Since my back-end server waits and does not respond back to the front-end until data arrives (the connections are being kept open), it can only serve 6 requests concurrently (that's what I have found). This is unacceptable in terms of performance.
What would be a workaround to this problem? Is there a way to not "clog" the server, so it can serve more than 6 users?
Is there a design pattern, in which the servers gives an initial response, and then serves the full data?
Perhaps, something that sets the request to "sleep" and opens up space for new connections?
Your server can serve many thousands of simultaneous requests if things are coded properly and it's not CPU intensive, just waiting for network responses. This is something that node.js is particularly good at.
A single browser, however, will only send a few requests at a time (it varies by browser) to the same endpoint (queuing the others until the earlier ones finish). So, my guess is that you're trying to test this from a single browser. That's not going to test what you really want to test because the browser itself is limiting the number of simultaneous requests. node.js is particularly good at having lots of request in flight at the same time. It can easily do thousands.
But, if you really have an operation that takes up to 5 minutes, that probably won't even work for an http request from a browser because the browser will probably time out an inactive connection still waiting for a result.
I can think of a couple possible solutions:
First, you could make the first http request be to just start the process and have it return immediately with an ID. Then, the client can check every 30 seconds of so after that sending the ID in an http request and your server can respond whether it has the result yet or not for that ID. This would be a client-polling solution.
Second, you could establish a webSocket or socket.io connection from client to server. Then, send a message over that socket to start the request. Then, whenever the server finishes its work, it can just send the result directly to the client over the webSocket or socket.io connection. After receiving the response, the client can either keep the webSocket/socket.io connection open for use again in the future or it can close it.

Is it better to compose multiple AJAX calls parallel or serial?

I'm developing a single-page application, which sends multiple AJAX request to the server.
The system works with polling, because some data-request can take about 10-20minutes to calculate.
client asks server for data
server hands out a job-id
client asks server every few seconds for the result
The polling algorithm lowers the polling frequency over time, stopping at intervals of 10seconds.
But when a client sends different data requests in a short time, he ends up with about 10-20 job-ids and starts polling for all of them.

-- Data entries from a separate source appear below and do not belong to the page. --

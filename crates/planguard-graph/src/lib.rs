//! Planguard Graph - Resource graph construction
//!
//! Parses a vendor-neutral plan document into a dependency graph of
//! resource nodes, resolves implicit dependencies by scanning attribute
//! strings for other resource addresses, and provides a deterministic
//! topological ordering. Cycles are rejected at build time.

#![deny(unsafe_code)]

mod builder;
mod error;
mod plan;

pub use builder::{GraphBuilder, GraphNode, ResourceGraph};
pub use error::GraphError;
pub use plan::{ChangeStats, PlanDocument};
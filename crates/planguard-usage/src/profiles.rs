use std::collections::HashMap;

use serde::{Deserialize, Serialize};

use crate::ForecastError;

/// Expected usage pattern for one deployment environment.
#[derive(Clone, Debug, Serialize, Deserialize)]
pub struct EnvironmentProfile {
    pub name: String,
    /// Fraction of full capacity actually used, in [0, 1]
    pub utilization: f64,
    /// How much P90 exceeds P50
    pub variance_factor: f64,
    /// Monthly growth applied to provisioned storage P90
    pub growth_factor: f64,
    pub base_confidence: f64,
    /// Monthly egress baseline in GB, before utilization
    pub egress_baseline_gb: f64,
    /// Monthly request baseline, before utilization
    pub request_baseline: f64,
    /// Production-class environments trip the incomplete fail-closed gate
    pub production_class: bool,
}

/// Profile table, built at startup and read-only afterwards.
pub struct ProfileTable {
    profiles: HashMap<String, EnvironmentProfile>,
}

impl ProfileTable {
    /// The recognized defaults: dev, staging, prod.
    pub fn with_defaults() -> Self {
        let mut profiles = HashMap::new();
        profiles.insert(
            "dev".to_string(),
            EnvironmentProfile {
                name: "dev".to_string(),
                utilization: 0.20,
                variance_factor: 1.3,
                growth_factor: 0.0,
                base_confidence: 0.70,
                egress_baseline_gb: 10.0,
                request_baseline: 10_000.0,
                production_class: false,
            },
        );
        profiles.insert(
            "staging".to_string(),
            EnvironmentProfile {
                name: "staging".to_string(),
                utilization: 0.50,
                variance_factor: 1.4,
                growth_factor: 0.05,
                base_confidence: 0.65,
                egress_baseline_gb: 50.0,
                request_baseline: 100_000.0,
                production_class: false,
            },
        );
        profiles.insert(
            "prod".to_string(),
            EnvironmentProfile {
                name: "prod".to_string(),
                utilization: 1.00,
                variance_factor: 1.5,
                growth_factor: 0.10,
                base_confidence: 0.60,
                egress_baseline_gb: 100.0,
                request_baseline: 1_000_000.0,
                production_class: true,
            },
        );
        Self { profiles }
    }

    /// Register a custom profile. Only valid during startup wiring.
    pub fn register(&mut self, profile: EnvironmentProfile) {
        self.profiles.insert(profile.name.clone(), profile);
    }

    /// Look up a profile; unknown names are fatal.
    pub fn get(&self, environment: &str) -> Result<&EnvironmentProfile, ForecastError> {
        self.profiles
            .get(environment)
            .ok_or_else(|| ForecastError::UnknownEnvironment(environment.to_string()))
    }

    pub fn is_production_class(&self, environment: &str) -> bool {
        self.profiles
            .get(environment)
            .map(|p| p.production_class)
            .unwrap_or(false)
    }
}

impl Default for ProfileTable {
    fn default() -> Self {
        Self::with_defaults()
    }
}
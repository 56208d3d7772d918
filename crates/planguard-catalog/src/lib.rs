//! Planguard Catalog - Versioned price catalog store
//!
//! Snapshots are append-only and immutable: activation writes a new version
//! record, never mutates a row in place. At most one snapshot is active per
//! (provider, region, alias). Lookups are deterministic for a given snapshot
//! and support time-travel via an effective time; when no rate matches the
//! caller decides whether to widen to the default region.

#![deny(unsafe_code)]

mod error;
mod hash;
mod memory;
mod model;
mod tiered;
mod traits;

pub use error::CatalogError;
pub use hash::{attribute_hash, content_hash};
pub use memory::InMemoryCatalog;
pub use model::{
    IngestOutcome, RateQuery, RateRecord, RateTier, ResolvedPricing, Snapshot, SnapshotIngest,
};
pub use tiered::{tiered_cost, TierError};
pub use traits::CatalogStore;

/// Region widened to when the caller opts into fallback.
pub const DEFAULT_REGION: &str = "us-east-1";
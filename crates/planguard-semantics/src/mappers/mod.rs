pub mod aws;
pub mod ec2;

use std::collections::HashMap;

use planguard_types::ComponentKind;

/// Allocates deterministic component ids within one resource: the first
/// component of a kind gets `{address}:{kind}`, later ones `{address}:{kind}:{n}`.
pub(crate) struct IdAllocator<'a> {
    address: &'a str,
    counts: HashMap<ComponentKind, usize>,
}

impl<'a> IdAllocator<'a> {
    pub(crate) fn new(address: &'a str) -> Self {
        Self {
            address,
            counts: HashMap::new(),
        }
    }

    pub(crate) fn next(&mut self, kind: ComponentKind) -> String {
        let count = self.counts.entry(kind).or_insert(0);
        let id = if *count == 0 {
            planguard_types::BillingComponent::component_id(self.address, kind, None)
        } else {
            planguard_types::BillingComponent::component_id(self.address, kind, Some(*count))
        };
        *count += 1;
        id
    }
}

#[cfg(test)]
mod tests {
    use super::*;

    #[test]
    fn first_of_kind_has_no_index() {
        let mut ids = IdAllocator::new("aws_instance.web");
        assert_eq!(ids.next(ComponentKind::Compute), "aws_instance.web:compute");
        assert_eq!(ids.next(ComponentKind::Storage), "aws_instance.web:storage");
        assert_eq!(
            ids.next(ComponentKind::Storage),
            "aws_instance.web:storage:1"
        );
        assert_eq!(
            ids.next(ComponentKind::Compute),
            "aws_instance.web:compute:1"
        );
    }
}
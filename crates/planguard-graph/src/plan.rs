use planguard_types::{ChangeAction, ResourceNode};
use serde::{Deserialize, Serialize};

use crate::error::GraphError;

/// A parsed change plan: the list of proposed resources.
///
/// This is the vendor-neutral form the pipeline consumes; translating a
/// specific IaC tool's plan JSON into it is an ingestion concern.
#[derive(Clone, Debug, Default, Serialize, Deserialize)]
pub struct PlanDocument {
    #[serde(default)]
    pub format_version: String,
    pub resources: Vec<ResourceNode>,
}

impl PlanDocument {
    pub fn from_json(raw: &str) -> Result<Self, GraphError> {
        Ok(serde_json::from_str(raw)?)
    }
}

/// Summary of planned change actions.
#[derive(Clone, Copy, Debug, Default, PartialEq, Eq, Serialize, Deserialize)]
pub struct ChangeStats {
    pub creates: usize,
    pub updates: usize,
    pub deletes: usize,
    pub replaces: usize,
    pub no_ops: usize,
}

impl ChangeStats {
    pub fn record(&mut self, action: ChangeAction) {
        match action {
            ChangeAction::Create => self.creates += 1,
            ChangeAction::Update => self.updates += 1,
            ChangeAction::Delete => self.deletes += 1,
            ChangeAction::Replace => self.replaces += 1,
            ChangeAction::NoOp => self.no_ops += 1,
        }
    }

    pub fn total(&self) -> usize {
        self.creates + self.updates + self.deletes + self.replaces + self.no_ops
    }
}

#[cfg(test)]
mod tests {
    use super::*;

    #[test]
    fn parses_a_minimal_plan() {
        let raw = r#"{
            "format_version": "1.0",
            "resources": [{
                "address": "aws_instance.web",
                "resource_type": "aws_instance",
                "provider": "aws",
                "region": "us-east-1",
                "change_action": "create",
                "attributes": {"instance_type": "t3.medium"}
            }]
        }"#;
        let plan = PlanDocument::from_json(raw).unwrap();
        assert_eq!(plan.resources.len(), 1);
        assert_eq!(plan.resources[0].change_action, ChangeAction::Create);
    }

    #[test]
    fn malformed_json_is_a_parse_error() {
        let err = PlanDocument::from_json("{not json").unwrap_err();
        assert!(matches!(err, GraphError::Parse(_)));
    }
}
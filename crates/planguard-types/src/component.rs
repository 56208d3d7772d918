use std::collections::BTreeMap;

use serde::{Deserialize, Serialize};

/// What a component charges for.
#[derive(Clone, Copy, Debug, PartialEq, Eq, Hash, Serialize, Deserialize)]
#[serde(rename_all = "snake_case")]
pub enum ComponentKind {
    Compute,
    Storage,
    Network,
    Data,
}

impl ComponentKind {
    pub fn as_str(self) -> &'static str {
        match self {
            ComponentKind::Compute => "compute",
            ComponentKind::Storage => "storage",
            ComponentKind::Network => "network",
            ComponentKind::Data => "data",
        }
    }
}

/// How the capacity behind a component is purchased.
#[derive(Clone, Copy, Debug, PartialEq, Eq, Serialize, Deserialize)]
#[serde(rename_all = "snake_case")]
pub enum UsageMode {
    OnDemand,
    Reserved,
    Spot,
    Provisioned,
}

/// Billing frequency of a component.
#[derive(Clone, Copy, Debug, PartialEq, Eq, Serialize, Deserialize)]
#[serde(rename_all = "snake_case")]
pub enum BillingPeriod {
    Hourly,
    Monthly,
    PerRequest,
    PerGigabyte,
}

impl BillingPeriod {
    /// Canonical pricing unit this period bills in.
    pub fn unit(self) -> &'static str {
        match self {
            BillingPeriod::Hourly => crate::units::UNIT_HOURS,
            BillingPeriod::Monthly => crate::units::UNIT_GB_MONTH,
            BillingPeriod::PerRequest => crate::units::UNIT_REQUESTS,
            BillingPeriod::PerGigabyte => crate::units::UNIT_GB,
        }
    }
}

/// Prior over a component's monthly usage, seeded by the mapper.
#[derive(Clone, Debug, Default, Serialize, Deserialize)]
pub struct VarianceProfile {
    /// Expected usage per month in the component's unit
    pub baseline: f64,
    pub p50: f64,
    pub p90: f64,
    pub min: f64,
    pub max: f64,
    /// Intrinsic confidence in [0, 1]
    pub confidence: f64,
    /// What was assumed to produce this prior
    #[serde(default)]
    pub assumptions: Vec<String>,
}

impl VarianceProfile {
    /// Deterministic usage: size is exactly what was provisioned.
    pub fn provisioned(size: f64) -> Self {
        Self {
            baseline: size,
            p50: size,
            p90: size,
            min: size,
            max: size,
            confidence: 0.99,
            assumptions: vec!["usage fixed as provisioned".to_string()],
        }
    }

    /// Full-month duty cycle prior for always-on resources.
    pub fn full_month() -> Self {
        let hours = crate::units::HOURS_PER_MONTH;
        Self {
            baseline: hours,
            p50: hours,
            p90: hours,
            min: hours * 0.8,
            max: hours,
            confidence: 0.85,
            assumptions: vec!["always-on operation".to_string()],
        }
    }

    /// Usage-driven prior with wide bounds and low confidence.
    pub fn usage_driven(baseline: f64, confidence: f64) -> Self {
        Self {
            baseline,
            p50: baseline * 0.5,
            p90: baseline * 2.0,
            min: 0.0,
            max: baseline * 5.0,
            confidence,
            assumptions: vec!["usage highly variable".to_string()],
        }
    }

    pub fn with_assumption(mut self, assumption: impl Into<String>) -> Self {
        self.assumptions.push(assumption.into());
        self
    }
}

/// Why a resource could not be mapped.
#[derive(Clone, Copy, Debug, PartialEq, Eq, Serialize, Deserialize)]
#[serde(rename_all = "SCREAMING_SNAKE_CASE")]
pub enum MappingErrorKind {
    UnsupportedResource,
    MissingAttribute,
}

/// A failure to map a resource into billable components.
#[derive(Clone, Debug, Serialize, Deserialize)]
pub struct MappingError {
    pub resource_address: String,
    pub resource_type: String,
    pub kind: MappingErrorKind,
    pub reason: String,
    /// Critical errors abort the aggregate; non-critical ones only
    /// mark the affected component symbolic.
    pub critical: bool,
}

impl MappingError {
    pub fn unsupported(address: impl Into<String>, resource_type: impl Into<String>) -> Self {
        let resource_type = resource_type.into();
        Self {
            resource_address: address.into(),
            reason: format!("no mapper registered for resource type {resource_type}"),
            resource_type,
            kind: MappingErrorKind::UnsupportedResource,
            critical: false,
        }
    }

    pub fn missing_attribute(
        address: impl Into<String>,
        resource_type: impl Into<String>,
        attribute: &str,
    ) -> Self {
        Self {
            resource_address: address.into(),
            resource_type: resource_type.into(),
            kind: MappingErrorKind::MissingAttribute,
            reason: format!("required attribute {attribute} is missing"),
            critical: true,
        }
    }
}

impl std::fmt::Display for MappingError {
    fn fmt(&self, f: &mut std::fmt::Formatter<'_>) -> std::fmt::Result {
        write!(f, "mapping error for {}: {}", self.resource_address, self.reason)
    }
}

/// An atomic billable unit derived from one resource.
///
/// Ids are deterministic: `{resource-address}:{kind}` with an index suffix
/// when a resource yields several components of the same kind.
#[derive(Clone, Debug, Serialize, Deserialize)]
pub struct BillingComponent {
    pub id: String,
    pub resource_address: String,
    pub kind: ComponentKind,
    pub usage_mode: UsageMode,
    pub billing_period: BillingPeriod,
    /// Provider service, e.g. `AmazonEC2`
    pub service: String,
    /// Catalog product family, e.g. `Compute Instance`
    pub product_family: String,
    pub provider: String,
    pub region: String,
    /// Flat price-lookup attributes; BTreeMap keeps serialization stable
    #[serde(default)]
    pub lookup_attributes: BTreeMap<String, String>,
    /// Provisioned capacity in GB, when the component has one. Required to
    /// normalize an hours forecast against a GB-month price.
    #[serde(default, skip_serializing_if = "Option::is_none")]
    pub size_gb: Option<f64>,
    pub description: String,
    pub variance: VarianceProfile,
    /// Ids of components this one depends on
    #[serde(default)]
    pub depends_on: Vec<String>,
    /// Present when the mapper could not fully resolve this component
    #[serde(default, skip_serializing_if = "Option::is_none")]
    pub mapping_error: Option<MappingError>,
}

impl BillingComponent {
    /// Deterministic component id.
    pub fn component_id(address: &str, kind: ComponentKind, index: Option<usize>) -> String {
        match index {
            Some(i) => format!("{address}:{}:{i}", kind.as_str()),
            None => format!("{address}:{}", kind.as_str()),
        }
    }
}

#[cfg(test)]
mod tests {
    use super::*;

    #[test]
    fn component_ids_are_deterministic() {
        assert_eq!(
            BillingComponent::component_id("aws_instance.web", ComponentKind::Compute, None),
            "aws_instance.web:compute"
        );
        assert_eq!(
            BillingComponent::component_id("aws_instance.web", ComponentKind::Storage, Some(1)),
            "aws_instance.web:storage:1"
        );
    }

    #[test]
    fn provisioned_profile_is_near_deterministic() {
        let profile = VarianceProfile::provisioned(50.0);
        assert_eq!(profile.p50, 50.0);
        assert_eq!(profile.p90, 50.0);
        assert!(profile.confidence >= 0.99);
    }

    #[test]
    fn missing_attribute_is_critical() {
        let err = MappingError::missing_attribute("aws_instance.web", "aws_instance", "instance_type");
        assert!(err.critical);
        assert_eq!(err.kind, MappingErrorKind::MissingAttribute);
    }

    #[test]
    fn unsupported_resource_is_not_critical() {
        let err = MappingError::unsupported("fancy_thing.a", "fancy_thing");
        assert!(!err.critical);
    }
}
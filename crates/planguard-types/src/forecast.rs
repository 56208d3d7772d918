use serde::{Deserialize, Serialize};

/// Monthly usage forecast for exactly one billing component.
///
/// Invariants: `p50 <= p90`, `confidence` in [0, 1].
#[derive(Clone, Debug, Serialize, Deserialize)]
pub struct UsageForecast {
    pub component_id: String,
    /// What is being measured, e.g. `hours`, `gb_months`, `requests`
    pub metric: String,
    /// Unit label for rendering, e.g. `hours/month`
    pub unit: String,
    pub p50: f64,
    pub p90: f64,
    pub confidence: f64,
    #[serde(default)]
    pub assumptions: Vec<String>,
}

impl UsageForecast {
    pub fn with_assumption(mut self, assumption: impl Into<String>) -> Self {
        self.assumptions.push(assumption.into());
        self
    }
}

#[cfg(test)]
mod tests {
    use super::*;

    #[test]
    fn assumptions_accumulate() {
        let forecast = UsageForecast {
            component_id: "aws_instance.web:compute".to_string(),
            metric: "hours".to_string(),
            unit: "hours/month".to_string(),
            p50: 146.0,
            p90: 189.8,
            confidence: 0.7,
            assumptions: vec!["base-730-hours".to_string()],
        }
        .with_assumption("utilization-dev");
        assert_eq!(forecast.assumptions.len(), 2);
    }
}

Is it better to simply do it this way and let the browser handle those requests in parallel or should I schedule every request and serialize them all?
Would it bring performance benefits to serialize them?
If each initial request returns a unique id and each page has a unique user id then you can poll on what information for each request.
In the JSON I would return the results for any completed request, and the current status of those that haven't completed, such as whether it has started being processed, and perhaps a percentage of completion, or how many requests are ahead of that request.
This will simplify the work as you won't be making several polling calls, but just one, getting back a complex result to give feedback to the user the status of each request.
I find it useful to give some information on status for long-running queries otherwise the user may think the request was lost.
Some months ago, I faced performance issues due to multiple ajax calls, but I haven't investigated deeper this topic since then : High latencies loading stores in an ExtJS 4.1 MVC application.